Wow geiler Fisch #6 
Aber der Fänger hätte sich das hier : http://www.anglerboard.de/board/showthread.php?t=88454&highlight=fangfoto 
mal gründlich durchlesen sollen |rolleyes


----------



## Thomas9904 (20. November 2006)

*AW: Rekordhecht im Schiffenensee*

U. a. zum Thema 20 - Kilo Hechte schreibt Jan Eggers was in der aktuellen Fisch und Fang (lesenswert, auch zum Thema "Beschiss bei Hitparaden/Fangfotos" etc!!!!!). 

Er hat in den letzten 25 Jahren eine Kartei mit kapitalen Hechtfängen anglegt.

Er sagt selber, dass von den recherchierten 1090 Hechten, die mehr als 18 Kilo gewogen haben sollen, mindestens! 250 wieder gestrichen werden und auch insgesamt rund ein Viertel aller gemeldeten Fische!!

Seine Aussage zu 20 Kilo Hechten:
Beträgt der Brustumfang des Fisches nicht mindestens 85 cm und der Hecht zudem schlank gebaut ist, kann er keine 20 Kilo haben.

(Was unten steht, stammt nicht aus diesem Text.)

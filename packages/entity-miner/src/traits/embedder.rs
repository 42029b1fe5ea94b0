//! Text embeddings for vector stores that do not embed on their own.

use async_trait::async_trait;

use crate::error::{MinerError, Result};

#[async_trait]
pub trait Embedder: Send + Sync {
    /// Embed one text.
    async fn embed(&self, text: &str) -> Result<Vec<f32>>;

    /// Embed many texts, one vector per text in input order.
    async fn embed_batch(&self, texts: &[&str]) -> Result<Vec<Vec<f32>>> {
        let mut vectors = Vec::with_capacity(texts.len());
        for text in texts {
            vectors.push(self.embed(text).await?);
        }
        Ok(vectors)
    }
}

/// Fail unless there is one vector per input.
pub fn check_batch(inputs: usize, vectors: &[Vec<f32>]) -> Result<()> {
    if vectors.len() != inputs {
        return Err(MinerError::Parse(format!(
            "embedder returned {} vectors for {} inputs",
            vectors.len(),
            inputs
        )));
    }
    Ok(())
}
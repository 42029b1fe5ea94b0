//! Filesystem blob store.
//!
//! Layout: `{root}/{bucket}/{key}` holds the body and
//! `{root}/{bucket}/{key}.meta.json` holds the user metadata.

use async_trait::async_trait;
use std::collections::HashMap;
use std::io::ErrorKind;
use std::path::{Component, Path, PathBuf};
use tracing::debug;

use crate::error::{MinerError, Result};
use crate::traits::blob_store::{BlobObject, BlobStore};

const METADATA_SUFFIX: &str = ".meta.json";

pub struct FsBlobStore {
    root: PathBuf,
}

impl FsBlobStore {
    pub fn new(root: impl Into<PathBuf>) -> Self {
        Self { root: root.into() }
    }

    pub fn root(&self) -> &Path {
        &self.root
    }

    /// Resolve bucket and key under the root. Absolute paths and `..` are
    /// rejected.
    fn object_path(&self, bucket: &str, key: &str) -> Result<PathBuf> {
        let mut path = self.root.clone();
        for part in [bucket, key] {
            let relative = Path::new(part);
            if part.is_empty()
                || relative
                    .components()
                    .any(|c| !matches!(c, Component::Normal(_)))
            {
                return Err(MinerError::InvalidArgument(format!(
                    "invalid bucket or key: {:?}",
                    part
                )));
            }
            path.push(relative);
        }
        Ok(path)
    }
}

fn metadata_path(object_path: &Path) -> PathBuf {
    let mut name = object_path.as_os_str().to_os_string();
    name.push(METADATA_SUFFIX);
    PathBuf::from(name)
}

fn io_error(e: std::io::Error) -> MinerError {
    MinerError::Storage(Box::new(e))
}

#[async_trait]
impl BlobStore for FsBlobStore {
    async fn get_object(&self, bucket: &str, key: &str) -> Result<Option<BlobObject>> {
        let path = self.object_path(bucket, key)?;

        let body = match tokio::fs::read(&path).await {
            Ok(body) => body,
            Err(e) if e.kind() == ErrorKind::NotFound => return Ok(None),
            Err(e) => return Err(io_error(e)),
        };

        let metadata: HashMap<String, String> =
            match tokio::fs::read_to_string(metadata_path(&path)).await {
                Ok(json) => serde_json::from_str(&json)?,
                Err(e) if e.kind() == ErrorKind::NotFound => HashMap::new(),
                Err(e) => return Err(io_error(e)),
            };

        Ok(Some(BlobObject { body, metadata }))
    }

    async fn put_object(&self, bucket: &str, key: &str, object: BlobObject) -> Result<()> {
        let path = self.object_path(bucket, key)?;
        if let Some(parent) = path.parent() {
            tokio::fs::create_dir_all(parent).await.map_err(io_error)?;
        }

        tokio::fs::write(&path, &object.body).await.map_err(io_error)?;
        let metadata = serde_json::to_vec_pretty(&object.metadata)?;
        tokio::fs::write(metadata_path(&path), metadata)
            .await
            .map_err(io_error)?;

        debug!(path = %path.display(), bytes = object.body.len(), "Stored blob");
        Ok(())
    }
}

Es ist da unter anderem auch ein Foto mit einem schönen 20 Kilo Hecht zu sehen, solle man mal mit dem oben abgebildeten vergleichen.

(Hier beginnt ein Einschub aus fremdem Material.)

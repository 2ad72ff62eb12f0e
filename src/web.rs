//! Axum middleware and per-request [`Locals`] store.
//!
//! ```rust,ignore
//! let config = Arc::new(CorrelationConfig::default());
//! let app = Router::new()
//!     .route("/", get(handler))
//!     .layer(middleware::from_fn_with_state(config, correlation_middleware));
//! ```
//!
//! Besides the request headers and the [`CorrelationId`] extension, the
//! middleware writes the identifier into [`Locals`] under the configured key,
//! so handlers that already keep loosely-typed per-request values there find
//! it alongside them.

use std::{
    collections::HashMap,
    sync::{Arc, PoisonError, RwLock},
};

use axum::{
    extract::{Request, State},
    http::{HeaderName, HeaderValue},
    middleware::Next,
    response::Response,
};
use serde_json::Value;
use tracing::Instrument as _;

use crate::{
    config::CorrelationConfig,
    id::CorrelationId,
    propagate::{self, RequestFacade},
};

/// Shared, string-keyed per-request store.
///
/// Cloning is cheap and every clone sees the same map, so a value set by the
/// middleware is visible to the handler and vice versa. Read it with
/// `Extension<Locals>`.
#[derive(Clone, Debug, Default)]
pub struct Locals(Arc<RwLock<HashMap<String, Value>>>);

impl Locals {
    pub fn new() -> Self {
        Self::default()
    }

    pub fn get(&self, key: &str) -> Option<Value> {
        self.0
            .read()
            .unwrap_or_else(PoisonError::into_inner)
            .get(key)
            .cloned()
    }

    pub fn insert(&self, key: impl Into<String>, value: impl Into<Value>) {
        self.0
            .write()
            .unwrap_or_else(PoisonError::into_inner)
            .insert(key.into(), value.into());
    }

    /// String value under `key`; `None` when missing or not a string.
    pub fn get_str(&self, key: &str) -> Option<String> {
        self.get(key).and_then(|v| v.as_str().map(str::to_owned))
    }
}

/// Return the identifier stored in `locals` under the configured key.
///
/// Empty when the entry is missing or holds something other than a string.
pub fn extract_id_from_locals(config: &CorrelationConfig, locals: &Locals) -> String {
    locals.get_str(config.key()).unwrap_or_default()
}

/// Request adapter that also records the identifier in [`Locals`].
struct AxumRequest<'a> {
    req: &'a mut Request,
    key: &'a str,
}

impl RequestFacade for AxumRequest<'_> {
    fn header(&self, name: &HeaderName) -> Option<&HeaderValue> {
        self.req.header(name)
    }

    fn set_request_header(&mut self, name: HeaderName, value: HeaderValue) {
        self.req.set_request_header(name, value);
    }

    fn set_context(&mut self, id: CorrelationId) {
        // Reuse a store installed further out so its values are kept.
        let locals = self
            .req
            .extensions()
            .get::<Locals>()
            .cloned()
            .unwrap_or_default();
        locals.insert(self.key, id.as_str());
        self.req.extensions_mut().insert(locals);
        self.req.set_context(id);
    }
}

/// Axum middleware that resolves the correlation ID for every request.
///
/// Layer order matters: apply this **inside** `tower_http::TraceLayer` so the
/// request span is already open when the correlation span is entered.
pub async fn correlation_middleware(
    State(config): State<Arc<CorrelationConfig>>,
    mut req: Request,
    next: Next,
) -> Response {
    let id = propagate::resolve(
        &config,
        &mut AxumRequest {
            req: &mut req,
            key: config.key(),
        },
    );

    // Every log line from the handler carries the id.
    let span = tracing::debug_span!("correlation", id = %id);
    let mut response = next.run(req).instrument(span).await;

    propagate::publish(&id, &mut response);
    response
}

#[cfg(test)]
mod tests {
    use std::sync::atomic::{AtomicUsize, Ordering};

    use axum::{
        body::{to_bytes, Body},
        http::{Request, StatusCode},
        middleware,
        routing::get,
        Extension, Router,
    };
    use serde_json::json;
    use tower::ServiceExt;

    use super::*;
    use crate::id::extract_id;

    async fn echo_locals(
        State(config): State<Arc<CorrelationConfig>>,
        Extension(locals): Extension<Locals>,
    ) -> String {
        extract_id_from_locals(&config, &locals)
    }

    async fn echo_context(
        State(config): State<Arc<CorrelationConfig>>,
        req: Request<Body>,
    ) -> String {
        extract_id(&config, req.extensions())
    }

    fn app(config: Arc<CorrelationConfig>) -> Router {
        Router::new()
            .route("/locals", get(echo_locals))
            .route("/context", get(echo_context))
            .route("/fail", get(|| async { StatusCode::BAD_GATEWAY }))
            .layer(middleware::from_fn_with_state(
                Arc::clone(&config),
                correlation_middleware,
            ))
            .with_state(config)
    }

    async fn body_string(resp: Response) -> String {
        let body = to_bytes(resp.into_body(), 1024).await.unwrap();
        String::from_utf8(body.to_vec()).unwrap()
    }

    #[tokio::test]
    async fn missing_header_uses_generator_everywhere() {
        let calls = Arc::new(AtomicUsize::new(0));
        let counter = Arc::clone(&calls);
        let config = Arc::new(CorrelationConfig::new().with_generator(move || {
            counter.fetch_add(1, Ordering::SeqCst);
            "G1".to_owned()
        }));

        let resp = app(Arc::clone(&config))
            .oneshot(Request::get("/locals").body(Body::empty()).unwrap())
            .await
            .unwrap();

        assert_eq!(resp.status(), StatusCode::OK);
        assert_eq!(resp.headers()["x-correlation-id"], "G1");
        assert_eq!(body_string(resp).await, "G1");
        assert_eq!(calls.load(Ordering::SeqCst), 1);

        let resp = app(config)
            .oneshot(Request::get("/context").body(Body::empty()).unwrap())
            .await
            .unwrap();
        assert_eq!(body_string(resp).await, "G1");
    }

    #[tokio::test]
    async fn existing_header_is_echoed_under_custom_key() {
        let config = Arc::new(CorrelationConfig::new().with_key("Trace-Id"));

        let resp = app(config)
            .oneshot(
                Request::get("/locals")
                    .header("Trace-Id", "abc-123")
                    .body(Body::empty())
                    .unwrap(),
            )
            .await
            .unwrap();

        assert_eq!(resp.headers()["trace-id"], "abc-123");
        assert_eq!(body_string(resp).await, "abc-123");
    }

    #[tokio::test]
    async fn empty_header_is_replaced() {
        let config = Arc::new(CorrelationConfig::new().with_generator(|| "fresh".to_owned()));

        let resp = app(config)
            .oneshot(
                Request::get("/context")
                    .header("x-correlation-id", "")
                    .body(Body::empty())
                    .unwrap(),
            )
            .await
            .unwrap();

        assert_eq!(resp.headers()["x-correlation-id"], "fresh");
        assert_eq!(body_string(resp).await, "fresh");
    }

    #[tokio::test]
    async fn handler_status_passes_through_with_header() {
        let config = Arc::new(CorrelationConfig::new().with_generator(|| "G2".to_owned()));

        let resp = app(config)
            .oneshot(Request::get("/fail").body(Body::empty()).unwrap())
            .await
            .unwrap();

        assert_eq!(resp.status(), StatusCode::BAD_GATEWAY);
        assert_eq!(resp.headers()["x-correlation-id"], "G2");
    }

    #[tokio::test]
    async fn outer_locals_are_reused() {
        let config = Arc::new(CorrelationConfig::new().with_generator(|| "G3".to_owned()));
        let outer = Locals::new();
        outer.insert("tenant", "acme");

        let resp = app(config)
            .layer(Extension(outer.clone()))
            .oneshot(Request::get("/locals").body(Body::empty()).unwrap())
            .await
            .unwrap();

        assert_eq!(body_string(resp).await, "G3");
        assert_eq!(outer.get_str("tenant").as_deref(), Some("acme"));
        assert_eq!(outer.get_str("X-Correlation-ID").as_deref(), Some("G3"));
    }

    // -----------------------------------------------------------------------
    // Locals lookups
    // -----------------------------------------------------------------------

    #[test]
    fn extract_from_locals_returns_stored_string() {
        let config = CorrelationConfig::default();
        let locals = Locals::new();
        locals.insert(config.key(), "test-correlation-id");
        assert_eq!(extract_id_from_locals(&config, &locals), "test-correlation-id");
    }

    #[test]
    fn extract_from_locals_is_empty_when_missing() {
        let config = CorrelationConfig::default();
        assert_eq!(extract_id_from_locals(&config, &Locals::new()), "");
    }

    #[test]
    fn extract_from_locals_is_empty_for_non_string() {
        let config = CorrelationConfig::default();
        let locals = Locals::new();
        locals.insert(config.key(), json!(12345));
        assert_eq!(extract_id_from_locals(&config, &locals), "");
    }

    #[test]
    fn locals_clones_share_state() {
        let a = Locals::new();
        let b = a.clone();
        b.insert("k", "v");
        assert_eq!(a.get("k"), Some(json!("v")));
    }
}
//! Forwarding the identifier to downstream services.
//!
//! A service that calls another service should send the same identifier it
//! received, so both hops log under one ID:
//!
//! ```rust,ignore
//! async fn handler(Extension(id): Extension<CorrelationId>, State(client): State<reqwest::Client>) {
//!     client.get(url).correlated(&id).send().await?;
//! }
//! ```

use reqwest::RequestBuilder;

use crate::{id::CorrelationId, propagate::header_value};

/// Adds the correlation header to an outgoing `reqwest` request.
pub trait CorrelationExt {
    /// Set the header named by the id's key. Values that cannot be encoded
    /// as a header are skipped.
    fn correlated(self, id: &CorrelationId) -> Self;
}

impl CorrelationExt for RequestBuilder {
    fn correlated(self, id: &CorrelationId) -> Self {
        match header_value(id) {
            Some(value) => self.header(id.key().clone(), value),
            None => self,
        }
    }
}

#[cfg(test)]
mod tests {
    use http::HeaderName;
    use wiremock::matchers::{header, method, path};
    use wiremock::{Mock, MockServer, ResponseTemplate};

    use super::*;

    #[tokio::test]
    async fn forwards_header_to_downstream() {
        let server = MockServer::start().await;
        Mock::given(method("GET"))
            .and(path("/downstream"))
            .and(header("trace-id", "abc-123"))
            .respond_with(ResponseTemplate::new(200))
            .expect(1)
            .mount(&server)
            .await;

        let id = CorrelationId::new(HeaderName::from_static("trace-id"), "abc-123");
        let resp = reqwest::Client::new()
            .get(format!("{}/downstream", server.uri()))
            .correlated(&id)
            .send()
            .await
            .unwrap();

        assert_eq!(resp.status(), 200);
    }

    #[tokio::test]
    async fn unencodable_value_is_not_sent() {
        let server = MockServer::start().await;
        Mock::given(method("GET"))
            .respond_with(ResponseTemplate::new(204))
            .mount(&server)
            .await;

        let id = CorrelationId::new(HeaderName::from_static("x-correlation-id"), "a\nb");
        let resp = reqwest::Client::new()
            .get(server.uri())
            .correlated(&id)
            .send()
            .await
            .unwrap();
        assert_eq!(resp.status(), 204);

        let received = server.received_requests().await.unwrap();
        assert_eq!(received.len(), 1);
        assert!(!received[0].headers.contains_key("x-correlation-id"));
    }
}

Das ist in meinen Augen allemal ein Klasse Hecht, über den sich der Fänger mit Sicherheit freuen kann.

Ich möchte hir mal die Riege der auch sonst oft allgegenwärtigen Zweifler anführen und glaube nicht, dass dieser Hecht hier 20 Kilo haben sollte.


----------



## Kochtoppangler (20. November 2006)

*AW: Rekordhecht im Schiffenensee*



Thomas9904 schrieb:


> Ich möchte hir mal die Riege der auch sonst oft allgegenwärtigen Zweifler anführen und glaube nicht, dass dieser Hecht hier 20 Kilo haben sollte.



Und das kannst du an dem miesen Foto erkennen ?
Andererseits wenn man bedenkt das 1 Zollstockteil ca 20 cm lang ist , und man mal das teil links im Bild als Maßstab nimmt , dann müssten locker 40 cm vom Fisch auf dem Foto nicht zu sehen sein damit er auf 136 cm kommt ...


----------



## Thomas9904 (20. November 2006)

*AW: Rekordhecht im Schiffenensee*



> dann müssten locker 40 cm vom Fisch auf dem Foto nicht zu sehen sein damit er auf 136 cm kommt ...


Ebenst, und allzu fett kommt er mir auch nicht vor.

Und dass es da kein anderes Foto geben soll, wenn er noch gehältert wurde, scheint mir auch bedenkenswert.

Und nmochmal:
Ich hatte nicht geschrieben dass er das Gewicht nicht hat, sondern dass ich das nicht glaube!


----------



## Stokker (20. November 2006)

*AW: Rekordhecht im Schiffenensee*



Kochtoppangler schrieb:


> Und das kannst du an dem miesen Foto erkennen ?
> Andererseits wenn man bedenkt das 1 Zollstockteil ca 20 cm lang ist , und man mal das teil links im Bild als Maßstab nimmt , dann müssten locker 40 cm vom Fisch auf dem Foto nicht zu sehen sein damit er auf 136 cm kommt ...


 
Die könnte er vorne locker dran haben.
Aber er schaut verdächtig schlank aus , das stimmt schon.
Das Foto ist jedoch unter aller Kanone. Und wurde nur 1 Foto gemacht ???


----------



## esox_105 (20. November 2006)

*AW: Rekordhecht im Schiffenensee*

Nun gehts wieder rund  , hat nun das angegebene Gewicht oder nicht |kopfkrat :q ?


----------



## Felix 1969 (20. November 2006)

*AW: Rekordhecht im Schiffenensee*

Auf dem Bild schwer zu erkennen.Geschweige denn zu schätzen!!!#c 

Felix


----------



## Kochtoppangler (20. November 2006)

*AW: Rekordhecht im Schiffenensee*



esox_105 schrieb:


> Nun gehts wieder rund  , hat nun das angegebene Gewicht oder nicht |kopfkrat :q ?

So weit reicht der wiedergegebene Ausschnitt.